Advanced Virtualization updates
- AV 8.5.0 packages have been built and already tagged as -release.
This is the last build of AV on the SIG, as the AV program is now
obsolete in favor of the regular RHEL stream.
- oVirt is now moving the main development platform from
gerrit.ovirt.org to github.com/oVirt (sbonazzo, 16:07:59)
- also moving automation from jenkins.ovirt.org to GitHub Actions
- merged pathces now are triggering builds in copr at
- oVirt project is planning to release GA builds directly via CentOS
- it should make life easier for users and for other distributions
already rebuilding CentOS Virtualization SIG repos
- major issues found so far: a huge amount of missing java libraries
needed to build ovirt-engine and some issue building oVirt Node and
- but CentOS Community Build System should work fine once all the
dependencies will be available
- oVirt project received contribution for building oVirt Engine on
aarch64, patch is currently being reviewed
- some oVirt project developers are now collaborating with OKD
Virtualization SIG too.

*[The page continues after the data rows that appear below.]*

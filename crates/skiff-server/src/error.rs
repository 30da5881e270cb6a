use axum::http::StatusCode;
use axum::response::{IntoResponse, Response};
use axum::Json;
use tracing::error;

use skiff_store::StoreError;

/// API error mapped onto HTTP status codes. Internal failures get a
/// correlation id that also lands in the log.
#[derive(Debug)]
pub enum ApiError {
    BadRequest(String),
    Unauthorized,
    NotFound(String),
    Conflict(String),
    Internal { correlation_id: String },
}

impl ApiError {
    pub fn internal(message: impl std::fmt::Display) -> Self {
        let correlation_id = uuid::Uuid::now_v7().simple().to_string();
        error!(correlation_id = %correlation_id, "internal error: {message}");
        Self::Internal { correlation_id }
    }
}

impl From<StoreError> for ApiError {
    fn from(e: StoreError) -> Self {
        match e {
            StoreError::NotFound(what) => Self::NotFound(what),
            StoreError::Conflict(what) => Self::Conflict(what),
            other => Self::internal(other),
        }
    }
}

impl IntoResponse for ApiError {
    fn into_response(self) -> Response {
        let (status, body) = match self {
            Self::BadRequest(message) => (
                StatusCode::BAD_REQUEST,
                serde_json::json!({"error": message}),
            ),
            Self::Unauthorized => (
                StatusCode::UNAUTHORIZED,
                serde_json::json!({"error": "unauthorized"}),
            ),
            Self::NotFound(what) => (
                StatusCode::NOT_FOUND,
                serde_json::json!({"error": format!("not found: {what}")}),
            ),
            Self::Conflict(what) => (
                StatusCode::CONFLICT,
                serde_json::json!({"error": what}),
            ),
            Self::Internal { correlation_id } => (
                StatusCode::INTERNAL_SERVER_ERROR,
                serde_json::json!({
                    "error": "internal error",
                    "correlation_id": correlation_id,
                }),
            ),
        };
        (status, Json(body)).into_response()
    }
}
use tokio::sync::broadcast;
use tracing::instrument;

use skiff_core::events::{EventEnvelope, EventPayload};
use skiff_core::ids::{SessionId, StepId, TurnId};
use skiff_store::events::EventRepo;
use skiff_store::{Database, StoreError};

pub const DEFAULT_CHANNEL_CAPACITY: usize = 1024;

/// Event writer + hub. The only component that appends events: each publish
/// persists through [`EventRepo`] (which stamps `(id, seq)` inside the
/// per-session critical section) and only then fans out to live subscribers,
/// so anything a client sees live is always replayable.
///
/// Fan-out uses a broadcast channel with a bounded per-subscriber queue; a
/// subscriber that falls behind observes `Lagged` and must reconnect with
/// its last seen id. A slow subscriber never blocks the writer.
pub struct EventBus {
    repo: EventRepo,
    tx: broadcast::Sender<EventEnvelope>,
}

impl EventBus {
    pub fn new(db: Database, capacity: usize) -> Self {
        let (tx, _) = broadcast::channel(capacity.max(16));
        Self {
            repo: EventRepo::new(db),
            tx,
        }
    }

    fn now_ts() -> f64 {
        chrono::Utc::now().timestamp_millis() as f64 / 1000.0
    }

    /// Persist then publish. Returns the stamped envelope.
    #[instrument(skip(self, payload), fields(session_id = %session_id, kind = payload.kind()))]
    pub fn publish(
        &self,
        session_id: &SessionId,
        turn_id: Option<&TurnId>,
        step_id: Option<&StepId>,
        payload: &EventPayload,
    ) -> Result<EventEnvelope, StoreError> {
        let value = payload.to_value()?;
        let envelope = self.repo.append(
            session_id,
            turn_id,
            step_id,
            payload.kind(),
            Self::now_ts(),
            value,
        )?;
        // No receivers is fine; the log is the source of truth.
        let _ = self.tx.send(envelope.clone());
        Ok(envelope)
    }

    pub fn subscribe(&self) -> broadcast::Receiver<EventEnvelope> {
        self.tx.subscribe()
    }

    /// Replay from the durable log: events with `id > since_id`, optionally
    /// filtered by session.
    pub fn replay(
        &self,
        session_id: Option<&SessionId>,
        since_id: Option<i64>,
        limit: u32,
    ) -> Result<Vec<EventEnvelope>, StoreError> {
        self.repo.list_since(session_id, since_id, limit)
    }

    pub fn replay_since_seq(
        &self,
        session_id: &SessionId,
        since_seq: i64,
        limit: u32,
    ) -> Result<Vec<EventEnvelope>, StoreError> {
        self.repo.list_since_seq(session_id, since_seq, limit)
    }

    pub fn latest_id(&self) -> Result<i64, StoreError> {
        self.repo.latest_id()
    }

    pub fn repo(&self) -> &EventRepo {
        &self.repo
    }
}
use std::collections::HashMap;
use std::str::FromStr;

use chrono::Utc;
use serde::{Deserialize, Serialize};
use serde_json::Value;

use skiff_core::ids::{PermissionRequestId, SessionId, StepId, TurnId};
use skiff_core::tools::{PermissionMode, Policy};

use crate::database::Database;
use crate::error::StoreError;

#[derive(Clone, Copy, Debug, PartialEq, Eq, Serialize, Deserialize)]
#[serde(rename_all = "snake_case")]
pub enum RequestStatus {
    Pending,
    Approved,
    Denied,
    Expired,
}

impl RequestStatus {
    pub fn as_str(&self) -> &'static str {
        match self {
            Self::Pending => "pending",
            Self::Approved => "approved",
            Self::Denied => "denied",
            Self::Expired => "expired",
        }
    }

    fn parse(s: &str) -> Self {
        match s {
            "approved" => Self::Approved,
            "denied" => Self::Denied,
            "expired" => Self::Expired,
            _ => Self::Pending,
        }
    }
}

/// How long a resolution applies.
#[derive(Clone, Copy, Debug, PartialEq, Eq, Serialize, Deserialize)]
#[serde(rename_all = "snake_case")]
pub enum Scope {
    Once,
    Session,
    Always,
}

impl Scope {
    pub fn as_str(&self) -> &'static str {
        match self {
            Self::Once => "once",
            Self::Session => "session",
            Self::Always => "always",
        }
    }
}

impl FromStr for Scope {
    type Err = String;
    fn from_str(s: &str) -> Result<Self, Self::Err> {
        match s {
            "once" => Ok(Self::Once),
            "session" => Ok(Self::Session),
            "always" => Ok(Self::Always),
            other => Err(format!("unknown scope: {other}")),
        }
    }
}

#[derive(Clone, Debug, Serialize, Deserialize)]
pub struct PermissionRequestRow {
    pub id: PermissionRequestId,
    pub session_id: SessionId,
    pub turn_id: TurnId,
    pub step_id: StepId,
    pub tool_name: String,
    pub input: Value,
    pub status: RequestStatus,
    pub scope: Scope,
    pub created_at: String,
    pub resolved_at: Option<String>,
}

pub struct PermissionRepo {
    db: Database,
}

impl PermissionRepo {
    pub fn new(db: Database) -> Self {
        Self { db }
    }

    // ── Tool policies ──

    pub fn upsert_policy(&self, tool_name: &str, policy: Policy) -> Result<(), StoreError> {
        let now = Utc::now().to_rfc3339();
        self.db.with_conn(|conn| {
            conn.execute(
                "INSERT INTO tool_policies (tool_name, policy, updated_at) VALUES (?1, ?2, ?3)
                 ON CONFLICT(tool_name) DO UPDATE SET policy = excluded.policy, updated_at = excluded.updated_at",
                rusqlite::params![tool_name, policy.as_str(), now],
            )?;
            Ok(())
        })
    }

    pub fn policies(&self) -> Result<HashMap<String, Policy>, StoreError> {
        self.db.with_conn(|conn| {
            let mut stmt = conn.prepare("SELECT tool_name, policy FROM tool_policies")?;
            let mut out = HashMap::new();
            let rows = stmt.query_map([], |row| {
                Ok((row.get::<_, String>(0)?, row.get::<_, String>(1)?))
            })?;
            for row in rows {
                let (name, policy) = row?;
                if let Ok(policy) = policy.parse::<Policy>() {
                    out.insert(name, policy);
                }
            }
            Ok(out)
        })
    }

    pub fn policy(&self, tool_name: &str) -> Result<Option<Policy>, StoreError> {
        self.db.with_conn(|conn| {
            let raw: Option<String> = conn
                .query_row(
                    "SELECT policy FROM tool_policies WHERE tool_name = ?1",
                    [tool_name],
                    |row| row.get(0),
                )
                .ok();
            Ok(raw.and_then(|p| p.parse().ok()))
        })
    }

    // ── Permission mode (global singleton) ──

    pub fn mode(&self) -> Result<PermissionMode, StoreError> {
        self.db.with_conn(|conn| {
            let raw: Option<String> = conn
                .query_row("SELECT mode FROM permission_mode WHERE id = 1", [], |row| {
                    row.get(0)
                })
                .ok();
            Ok(raw
                .and_then(|m| m.parse().ok())
                .unwrap_or(PermissionMode::Ask))
        })
    }

    pub fn set_mode(&self, mode: PermissionMode) -> Result<(), StoreError> {
        let now = Utc::now().to_rfc3339();
        self.db.with_conn(|conn| {
            conn.execute(
                "INSERT INTO permission_mode (id, mode, updated_at) VALUES (1, ?1, ?2)
                 ON CONFLICT(id) DO UPDATE SET mode = excluded.mode, updated_at = excluded.updated_at",
                rusqlite::params![mode.as_str(), now],
            )?;
            Ok(())
        })
    }

    // ── Permission requests ──

    pub fn create_request(
        &self,
        session_id: &SessionId,
        turn_id: &TurnId,
        step_id: &StepId,
        tool_name: &str,
        input: &Value,
    ) -> Result<PermissionRequestRow, StoreError> {
        let id = PermissionRequestId::new();
        let now = Utc::now().to_rfc3339();
        self.db.with_conn(|conn| {
            conn.execute(
                "INSERT INTO permission_requests
                 (id, session_id, turn_id, step_id, tool_name, input_json, status, scope, created_at)
                 VALUES (?1, ?2, ?3, ?4, ?5, ?6, 'pending', 'once', ?7)",
                rusqlite::params![
                    id.as_str(),
                    session_id.as_str(),
                    turn_id.as_str(),
                    step_id.as_str(),
                    tool_name,
                    serde_json::to_string(input)?,
                    now
                ],
            )?;
            Ok(PermissionRequestRow {
                id: id.clone(),
                session_id: session_id.clone(),
                turn_id: turn_id.clone(),
                step_id: step_id.clone(),
                tool_name: tool_name.to_string(),
                input: input.clone(),
                status: RequestStatus::Pending,
                scope: Scope::Once,
                created_at: now.clone(),
                resolved_at: None,
            })
        })
    }

    pub fn get_request(
        &self,
        id: &PermissionRequestId,
    ) -> Result<PermissionRequestRow, StoreError> {
        self.db.with_conn(|conn| {
            conn.query_row(
                "SELECT id, session_id, turn_id, step_id, tool_name, input_json, status, scope, created_at, resolved_at
                 FROM permission_requests WHERE id = ?1",
                [id.as_str()],
                row_to_request,
            )
            .map_err(|_| StoreError::NotFound(format!("permission request {id}")))
        })
    }

    /// Transition a request out of `pending`. A request resolves at most
    /// once; a second resolution is a conflict.
    pub fn resolve_request(
        &self,
        id: &PermissionRequestId,
        status: RequestStatus,
        scope: Scope,
    ) -> Result<(), StoreError> {
        let now = Utc::now().to_rfc3339();
        self.db.with_conn(|conn| {
            let n = conn.execute(
                "UPDATE permission_requests SET status = ?1, scope = ?2, resolved_at = ?3
                 WHERE id = ?4 AND status = 'pending'",
                rusqlite::params![status.as_str(), scope.as_str(), now, id.as_str()],
            )?;
            if n == 0 {
                let exists: Option<i64> = conn
                    .query_row(
                        "SELECT 1 FROM permission_requests WHERE id = ?1",
                        [id.as_str()],
                        |row| row.get(0),
                    )
                    .ok();
                return Err(match exists {
                    Some(_) => StoreError::Conflict(format!("permission request {id} already resolved")),
                    None => StoreError::NotFound(format!("permission request {id}")),
                });
            }
            Ok(())
        })
    }

    pub fn list_pending(
        &self,
        session_id: &SessionId,
    ) -> Result<Vec<PermissionRequestRow>, StoreError> {
        self.db.with_conn(|conn| {
            let mut stmt = conn.prepare(
                "SELECT id, session_id, turn_id, step_id, tool_name, input_json, status, scope, created_at, resolved_at
                 FROM permission_requests WHERE session_id = ?1 AND status = 'pending'
                 ORDER BY created_at ASC",
            )?;
            let rows = stmt
                .query_map([session_id.as_str()], row_to_request)?
                .collect::<Result<Vec<_>, _>>()?;
            Ok(rows)
        })
    }

    pub fn list_for_session(
        &self,
        session_id: &SessionId,
        limit: u32,
    ) -> Result<Vec<PermissionRequestRow>, StoreError> {
        self.db.with_conn(|conn| {
            let mut stmt = conn.prepare(
                "SELECT id, session_id, turn_id, step_id, tool_name, input_json, status, scope, created_at, resolved_at
                 FROM permission_requests WHERE session_id = ?1
                 ORDER BY created_at ASC LIMIT ?2",
            )?;
            let rows = stmt
                .query_map(rusqlite::params![session_id.as_str(), limit], row_to_request)?
                .collect::<Result<Vec<_>, _>>()?;
            Ok(rows)
        })
    }

    /// Expire any still-pending requests for a turn (cancellation path).
    /// Returns the ids that were expired.
    pub fn expire_pending_for_turn(
        &self,
        turn_id: &TurnId,
    ) -> Result<Vec<PermissionRequestId>, StoreError> {
        let now = Utc::now().to_rfc3339();
        self.db.with_conn(|conn| {
            let mut stmt = conn.prepare(
                "SELECT id FROM permission_requests WHERE turn_id = ?1 AND status = 'pending'",
            )?;
            let ids: Vec<String> = stmt
                .query_map([turn_id.as_str()], |row| row.get(0))?
                .collect::<Result<Vec<_>, _>>()?;

            conn.execute(
                "UPDATE permission_requests SET status = 'expired', resolved_at = ?1
                 WHERE turn_id = ?2 AND status = 'pending'",
                rusqlite::params![now, turn_id.as_str()],
            )?;

            Ok(ids.into_iter().map(PermissionRequestId::from_raw).collect())
        })
    }
}

fn row_to_request(row: &rusqlite::Row<'_>) -> rusqlite::Result<PermissionRequestRow> {
    let input_json: String = row.get(5)?;
    let scope: String = row.get(7)?;
    Ok(PermissionRequestRow {
        id: PermissionRequestId::from_raw(row.get::<_, String>(0)?),
        session_id: SessionId::from_raw(row.get::<_, String>(1)?),
        turn_id: TurnId::from_raw(row.get::<_, String>(2)?),
        step_id: StepId::from_raw(row.get::<_, String>(3)?),
        tool_name: row.get(4)?,
        input: serde_json::from_str(&input_json).unwrap_or(Value::Null),
        status: RequestStatus::parse(&row.get::<_, String>(6)?),
        scope: scope.parse().unwrap_or(Scope::Once),
        created_at: row.get(8)?,
        resolved_at: row.get(9)?,
    })
}

#[cfg(test)]
mod tests {
    use super::*;
    use crate::sessions::SessionRepo;
    use crate::turns::TurnRepo;
    use serde_json::json;

    fn setup() -> (Database, SessionId, TurnId, StepId) {
        let db = Database::in_memory().unwrap();
        let session = SessionRepo::new(db.clone()).create("t").unwrap();
        let turns = TurnRepo::new(db.clone());
        let turn = turns.create(&session.id, "hi").unwrap();
        let step = turns.create_step(&turn.id, 0).unwrap();
        (db, session.id, turn.id, step.id)
    }

    #[test]
    fn policy_upsert_and_read() {
        let (db, ..) = setup();
        let repo = PermissionRepo::new(db);

        assert!(repo.policy("write_file").unwrap().is_none());
        repo.upsert_policy("write_file", Policy::Deny).unwrap();
        assert_eq!(repo.policy("write_file").unwrap(), Some(Policy::Deny));

        repo.upsert_policy("write_file", Policy::Allow).unwrap();
        let all = repo.policies().unwrap();
        assert_eq!(all.get("write_file"), Some(&Policy::Allow));
    }

    #[test]
    fn mode_defaults_to_ask() {
        let (db, ..) = setup();
        let repo = PermissionRepo::new(db);
        assert_eq!(repo.mode().unwrap(), PermissionMode::Ask);

        repo.set_mode(PermissionMode::Allow).unwrap();
        assert_eq!(repo.mode().unwrap(), PermissionMode::Allow);

        repo.set_mode(PermissionMode::Ask).unwrap();
        assert_eq!(repo.mode().unwrap(), PermissionMode::Ask);
    }

    #[test]
    fn request_lifecycle() {
        let (db, sess, turn, step) = setup();
        let repo = PermissionRepo::new(db);

        let req = repo
            .create_request(&sess, &turn, &step, "write_file", &json!({"path": "a.txt"}))
            .unwrap();
        assert_eq!(req.status, RequestStatus::Pending);

        let pending = repo.list_pending(&sess).unwrap();
        assert_eq!(pending.len(), 1);

        repo.resolve_request(&req.id, RequestStatus::Approved, Scope::Once)
            .unwrap();
        assert!(repo.list_pending(&sess).unwrap().is_empty());

        let fetched = repo.get_request(&req.id).unwrap();
        assert_eq!(fetched.status, RequestStatus::Approved);
        assert!(fetched.resolved_at.is_some());
    }

    #[test]
    fn single_transition_out_of_pending() {
        let (db, sess, turn, step) = setup();
        let repo = PermissionRepo::new(db);
        let req = repo
            .create_request(&sess, &turn, &step, "write_file", &json!({}))
            .unwrap();

        repo.resolve_request(&req.id, RequestStatus::Denied, Scope::Once)
            .unwrap();
        let err = repo
            .resolve_request(&req.id, RequestStatus::Approved, Scope::Always)
            .unwrap_err();
        assert!(matches!(err, StoreError::Conflict(_)));

        // The first decision sticks.
        assert_eq!(
            repo.get_request(&req.id).unwrap().status,
            RequestStatus::Denied
        );
    }

    #[test]
    fn resolve_missing_is_not_found() {
        let (db, ..) = setup();
        let repo = PermissionRepo::new(db);
        let err = repo
            .resolve_request(
                &PermissionRequestId::from_raw("pr_missing"),
                RequestStatus::Approved,
                Scope::Once,
            )
            .unwrap_err();
        assert!(matches!(err, StoreError::NotFound(_)));
    }

    #[test]
    fn expire_pending_for_turn() {
        let (db, sess, turn, step) = setup();
        let repo = PermissionRepo::new(db);
        let r1 = repo
            .create_request(&sess, &turn, &step, "write_file", &json!({}))
            .unwrap();
        let r2 = repo
            .create_request(&sess, &turn, &step, "apply_patch", &json!({}))
            .unwrap();
        repo.resolve_request(&r1.id, RequestStatus::Approved, Scope::Once)
            .unwrap();

        let expired = repo.expire_pending_for_turn(&turn).unwrap();
        assert_eq!(expired, vec![r2.id.clone()]);
        assert_eq!(
            repo.get_request(&r2.id).unwrap().status,
            RequestStatus::Expired
        );
        // Already-resolved requests are untouched.
        assert_eq!(
            repo.get_request(&r1.id).unwrap().status,
            RequestStatus::Approved
        );
    }
}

Give OKD Virtualization or OKD on oVirt a
run and let us know how it goes
any other business
- We are starting a new project to provide packages for Intel TDX in
the SIG. Currently In early stages, we are still sorting out details
about the development proceess
- Packages will be available in virt8s-tdx-devel
CentOS OpsTools SIG Quarterly Report
Sep 01, 2021 - Nov 30, 2021
Provide tools and documentation, recommendation and best practices for operators of large infrastructure.
Sadly, we did not attract new volunteers to contribute to the SIGs purposes, but at the same time, we didn’t lose any.
We’ve rebuilt the packages and dependencies for the OpenStack Collectd container for CentOS 9 Stream and CentOS 8 Stream.
Next is to update collectd to version 5.13, which will be released soon.
Issues for the board
Nothing to report.
Until next year …
And that’s a wrap for 2021. From the CentOS Project to you, we wish you a healthy and prosperous new year, and to those who are celebrating a holiday at this time of year, we hope you have a wonderful happy time with your friends and family. We’ll see you next year!